**Exercise prompt**
Find the word "field" in the records and copy every line where it occurs.

*** Data for this exercise ***

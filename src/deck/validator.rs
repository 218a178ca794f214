//! Deck legality checks.
//!
//! Every check is a pure function of the pid list, the card store and the
//! format restriction. Printings resolve to their canonical record before
//! type and burst checks. A pid that does not resolve fails a legality
//! check and is skipped by the counting helpers.

use rustc_hash::FxHashMap;
use serde::Serialize;

use crate::cards::{CardRecord, CardSource, CardType, Pid};

use super::limits::{BURST_COUNT, LRIG_DECK_MAX, MAIN_DECK_SIZE, MAX_COPIES};
use super::restriction::FormatRestriction;
use super::Deck;

/// Result of every check on one deck.
#[derive(Clone, Copy, Debug, PartialEq, Eq, Serialize)]
#[serde(rename_all = "camelCase")]
pub struct DeckReport {
    pub main_deck: bool,
    pub lrig_deck: bool,
    pub format_restriction: bool,
    pub burst_count: usize,
}

impl DeckReport {
    /// Main deck, LRIG deck and format restriction all pass.
    #[must_use]
    pub fn is_legal(&self) -> bool {
        self.main_deck && self.lrig_deck && self.format_restriction
    }
}

/// Deck legality checker.
///
/// ## Example
///
/// ```
/// use wx_deck::cards::{CardRecord, CardStore, CardType, Pid};
/// use wx_deck::deck::{DeckValidator, FormatRestriction};
///
/// let store = CardStore::from_records([
///     CardRecord::new(Pid::new(1), "Tama", CardType::Lrig).with_level(0),
/// ])
/// .unwrap();
/// let restriction = FormatRestriction::empty();
/// let validator = DeckValidator::with_restriction(&store, &restriction);
///
/// assert!(validator.check_lrig_deck(&[Pid::new(1)]));
/// assert!(!validator.check_lrig_deck(&[Pid::new(2)]));
/// ```
#[derive(Clone, Copy, Debug)]
pub struct DeckValidator<'a> {
    store: &'a dyn CardSource,
    restriction: &'a FormatRestriction,
}

impl<'a> DeckValidator<'a> {
    /// Validator using the process-wide format restriction.
    #[must_use]
    pub fn new(store: &'a dyn CardSource) -> Self {
        Self::with_restriction(store, FormatRestriction::global())
    }

    /// Validator using an explicit format restriction.
    #[must_use]
    pub fn with_restriction(store: &'a dyn CardSource, restriction: &'a FormatRestriction) -> Self {
        Self { store, restriction }
    }

    /// Resolve every pid to its canonical record, or `None` if any fails.
    fn resolve_all(&self, pids: &[Pid]) -> Option<Vec<&'a CardRecord>> {
        let store = self.store;
        pids.iter()
            .map(|&pid| {
                let found = store.canonical(pid);
                if found.is_none() {
                    log::debug!("{pid} does not resolve to a canonical record");
                }
                found
            })
            .collect()
    }

    /// 40 cards, no LRIG-deck types, 20 life bursts, at most 4 copies.
    #[must_use]
    pub fn check_main_deck(&self, pids: &[Pid]) -> bool {
        if pids.len() != MAIN_DECK_SIZE {
            log::debug!("main deck has {} cards, expected {MAIN_DECK_SIZE}", pids.len());
            return false;
        }
        let Some(records) = self.resolve_all(pids) else {
            return false;
        };
        if let Some(card) = records.iter().find(|r| r.card_type.is_lrig_deck_type()) {
            log::debug!("main deck holds {} ({:?})", card.pid, card.card_type);
            return false;
        }
        let bursts = self.burst_count(pids);
        if bursts != BURST_COUNT {
            log::debug!("main deck has {bursts} life bursts, expected {BURST_COUNT}");
            return false;
        }
        self.check_duplicate(pids)
    }

    /// At most 10 cards, no SIGNI or spells, a level 0 LRIG, at most 4 copies.
    #[must_use]
    pub fn check_lrig_deck(&self, pids: &[Pid]) -> bool {
        if pids.len() > LRIG_DECK_MAX {
            log::debug!("LRIG deck has {} cards, max {LRIG_DECK_MAX}", pids.len());
            return false;
        }
        let Some(records) = self.resolve_all(pids) else {
            return false;
        };
        if let Some(card) = records
            .iter()
            .find(|r| matches!(r.card_type, CardType::Signi | CardType::Spell))
        {
            log::debug!("LRIG deck holds {} ({:?})", card.pid, card.card_type);
            return false;
        }
        if !records
            .iter()
            .any(|r| r.card_type == CardType::Lrig && r.level == 0)
        {
            log::debug!("LRIG deck has no level 0 LRIG");
            return false;
        }
        self.check_duplicate(pids)
    }

    /// At most 4 copies per card, counting the front face of double-sided
    /// printings. Unresolved pids are ignored.
    #[must_use]
    pub fn check_duplicate(&self, pids: &[Pid]) -> bool {
        let mut buckets: FxHashMap<_, usize> = FxHashMap::default();
        for &pid in pids {
            let Some(mut record) = self.store.get_by_pid(pid) else {
                continue;
            };
            if let Some(front) = record.side_a {
                match self.store.get_by_pid(front) {
                    Some(found) => record = found,
                    None => continue,
                }
            }
            *buckets.entry(record.cid).or_default() += 1;
        }

        match buckets.iter().find(|&(_, &count)| count > MAX_COPIES) {
            Some((cid, count)) => {
                log::debug!("{count} copies of {cid}, max {MAX_COPIES}");
                false
            }
            None => true,
        }
    }

    /// Banned combinations and per-card quotas over canonical records.
    #[must_use]
    pub fn check_format_restriction(&self, pids: &[Pid]) -> bool {
        match self.resolve_all(pids) {
            Some(records) => self.restriction.permits(records),
            None => false,
        }
    }

    /// Main and LRIG deck checks, then optionally the format restriction
    /// over both sections together.
    #[must_use]
    pub fn check_deck(&self, deck: &Deck, apply_format_restriction: bool) -> bool {
        if !(self.check_main_deck(&deck.main_deck) && self.check_lrig_deck(&deck.lrig_deck)) {
            return false;
        }
        if !apply_format_restriction {
            return true;
        }
        let all: Vec<Pid> = deck.all().collect();
        self.check_format_restriction(&all)
    }

    /// Canonical records with a life burst. Unresolved pids are skipped.
    #[must_use]
    pub fn burst_count(&self, pids: &[Pid]) -> usize {
        pids.iter()
            .filter_map(|&pid| self.store.canonical(pid))
            .filter(|r| r.has_burst())
            .count()
    }

    /// Run every check, without short-circuiting.
    #[must_use]
    pub fn report(&self, deck: &Deck) -> DeckReport {
        let all: Vec<Pid> = deck.all().collect();
        DeckReport {
            main_deck: self.check_main_deck(&deck.main_deck),
            lrig_deck: self.check_lrig_deck(&deck.lrig_deck),
            format_restriction: self.check_format_restriction(&all),
            burst_count: self.burst_count(&deck.main_deck),
        }
    }
}
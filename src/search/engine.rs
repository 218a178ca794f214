//! Query engine: tokenizes a query, runs the rule pipeline, filters cards.

use crate::cards::{CardRecord, CardSource};
use crate::localize::Localizer;

use super::rule::{Predicate, Rule, RuleKind, SearchContext};
use super::rules::default_rules;
use super::tokenizer::TokenBuffer;

/// Tokens one rule claimed from a query.
#[derive(Clone, Debug, PartialEq, Eq)]
pub struct RuleClaim {
    pub rule: RuleKind,
    pub tokens: Vec<String>,
}

/// A query after every rule has parsed it.
///
/// Holds one predicate per rule; a record matches when all of them accept.
pub struct CompiledQuery<'a> {
    filters: Vec<(RuleKind, Predicate<'a>)>,
    claims: Vec<RuleClaim>,
    unclaimed: Vec<String>,
}

impl<'a> CompiledQuery<'a> {
    /// Whether a record passes every rule.
    #[must_use]
    pub fn matches(&self, record: &CardRecord) -> bool {
        self.filters.iter().all(|(_, filter)| filter(record))
    }

    /// Filter records through each rule in turn, keeping input order.
    pub fn filter<'r>(&self, records: impl IntoIterator<Item = &'r CardRecord>) -> Vec<&'r CardRecord> {
        let mut results: Vec<&CardRecord> = records.into_iter().collect();
        for (_, filter) in &self.filters {
            if results.is_empty() {
                break;
            }
            results.retain(|&record| filter(record));
        }
        results
    }

    /// Tokens claimed by each rule, in pipeline order. Rules that claimed
    /// nothing are omitted.
    #[must_use]
    pub fn claims(&self) -> &[RuleClaim] {
        &self.claims
    }

    /// Tokens no rule claimed.
    #[must_use]
    pub fn unclaimed(&self) -> &[String] {
        &self.unclaimed
    }

    /// Whether no rule claimed any token.
    #[must_use]
    pub fn is_unconstrained(&self) -> bool {
        self.claims.is_empty()
    }
}

impl std::fmt::Debug for CompiledQuery<'_> {
    fn fmt(&self, f: &mut std::fmt::Formatter<'_>) -> std::fmt::Result {
        f.debug_struct("CompiledQuery")
            .field("rules", &self.filters.len())
            .field("claims", &self.claims)
            .field("unclaimed", &self.unclaimed)
            .finish()
    }
}

/// Free-text card search over a store.
///
/// ## Example
///
/// ```
/// use wx_deck::cards::{CardRecord, CardStore, CardType, Pid};
/// use wx_deck::search::QueryEngine;
///
/// let store = CardStore::from_records([
///     CardRecord::new(Pid::new(1), "Tama", CardType::Lrig).with_color("white").with_level(0),
///     CardRecord::new(Pid::new(2), "Servant O", CardType::Signi).with_color("colorless"),
/// ])
/// .unwrap();
///
/// let engine = QueryEngine::new(&store, None);
/// let found = engine.search("white lrig");
/// assert_eq!(found.len(), 1);
/// assert_eq!(found[0].name, "Tama");
/// ```
pub struct QueryEngine<'a> {
    ctx: SearchContext<'a>,
    rules: Vec<Box<dyn Rule>>,
}

impl<'a> QueryEngine<'a> {
    /// Engine with the default rule pipeline.
    #[must_use]
    pub fn new(store: &'a dyn CardSource, localizer: Option<&'a dyn Localizer>) -> Self {
        Self::with_rules(store, localizer, default_rules())
    }

    /// Engine with a custom rule pipeline, applied in the given order.
    #[must_use]
    pub fn with_rules(
        store: &'a dyn CardSource,
        localizer: Option<&'a dyn Localizer>,
        rules: Vec<Box<dyn Rule>>,
    ) -> Self {
        Self {
            ctx: SearchContext::new(store, localizer),
            rules,
        }
    }

    /// Rule kinds in pipeline order.
    pub fn rule_kinds(&self) -> impl Iterator<Item = RuleKind> + '_ {
        self.rules.iter().map(|rule| rule.kind())
    }

    /// Parse a query into predicates without running it.
    #[must_use]
    pub fn compile(&self, query: &str) -> CompiledQuery<'a> {
        let mut tokens = TokenBuffer::tokenize(query);
        let mut filters = Vec::with_capacity(self.rules.len());
        let mut claims = Vec::new();

        for rule in &self.rules {
            let filter = rule.parse(&mut tokens, &self.ctx);
            let claimed = tokens.take_claimed();
            if !claimed.is_empty() {
                claims.push(RuleClaim {
                    rule: rule.kind(),
                    tokens: claimed,
                });
            }
            filters.push((rule.kind(), filter));
        }

        log::debug!("compiled query {query:?}: {claims:?}");
        CompiledQuery {
            filters,
            claims,
            unclaimed: tokens.as_slice().to_vec(),
        }
    }

    /// Run a query against the whole store.
    ///
    /// Results keep store order. An empty query returns every record.
    #[must_use]
    pub fn search(&self, query: &str) -> Vec<&'a CardRecord> {
        let results = self.compile(query).filter(self.ctx.store.records());
        log::debug!("query {query:?} matched {} records", results.len());
        results
    }
}

impl std::fmt::Debug for QueryEngine<'_> {
    fn fmt(&self, f: &mut std::fmt::Formatter<'_>) -> std::fmt::Result {
        f.debug_struct("QueryEngine")
            .field("rules", &self.rule_kinds().collect::<Vec<_>>())
            .finish()
    }
}

#[cfg(test)]
mod tests {
    use super::*;
    use crate::cards::{CardStore, CardType, Pid};
    use crate::search::rules::{NameRule, TextualRule};

    fn store() -> CardStore {
        CardStore::from_records([
            CardRecord::new(Pid::new(1), "Tama", CardType::Lrig).with_color("white"),
            CardRecord::new(Pid::new(2), "Servant", CardType::Signi).with_color("colorless"),
            CardRecord::new(Pid::new(3), "Red Signi", CardType::Signi).with_color("red"),
        ])
        .unwrap()
    }

    #[test]
    fn test_empty_query_returns_store_order() {
        let store = store();
        let engine = QueryEngine::new(&store, None);

        let pids: Vec<_> = engine.search("").iter().map(|r| r.pid.raw()).collect();
        assert_eq!(pids, vec![1, 2, 3]);
        assert!(engine.compile("   ").is_unconstrained());
    }

    #[test]
    fn test_claims_recorded_per_rule() {
        let store = store();
        let engine = QueryEngine::new(&store, None);
        let query = engine.compile("red s tama");

        assert_eq!(
            query.claims(),
            &[
                RuleClaim { rule: RuleKind::Color, tokens: vec!["red".into()] },
                RuleClaim { rule: RuleKind::Type, tokens: vec!["s".into()] },
                RuleClaim { rule: RuleKind::Name, tokens: vec!["tama".into()] },
            ]
        );
        assert!(query.unclaimed().is_empty());
    }

    #[test]
    fn test_custom_pipeline() {
        let store = store();
        let engine = QueryEngine::with_rules(
            &store,
            None,
            vec![Box::new(TextualRule::color()), Box::new(NameRule)],
        );

        assert_eq!(engine.rule_kinds().count(), 2);
        // Without the type rule "signi" is just a name fragment.
        let found = engine.search("signi");
        assert_eq!(found.len(), 1);
        assert_eq!(found[0].pid, Pid::new(3));
    }

    #[test]
    fn test_no_match_is_empty() {
        let store = store();
        let engine = QueryEngine::new(&store, None);
        assert!(engine.search("green").is_empty());
        assert!(engine.search("nonexistent").is_empty());
    }

    #[test]
    fn test_matches_single_record() {
        let store = store();
        let engine = QueryEngine::new(&store, None);
        let query = engine.compile("white");
        let tama = store.iter().next().unwrap();
        assert!(query.matches(tama));
    }
}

*** End of Data for this exercise ***

**Result of the task**
            .field("rules", &self.filters.len())
            .field("claims", &self.claims)
            .field("unclaimed", &self.unclaimed)
            .field("rules", &self.rule_kinds().collect::<Vec<_>>())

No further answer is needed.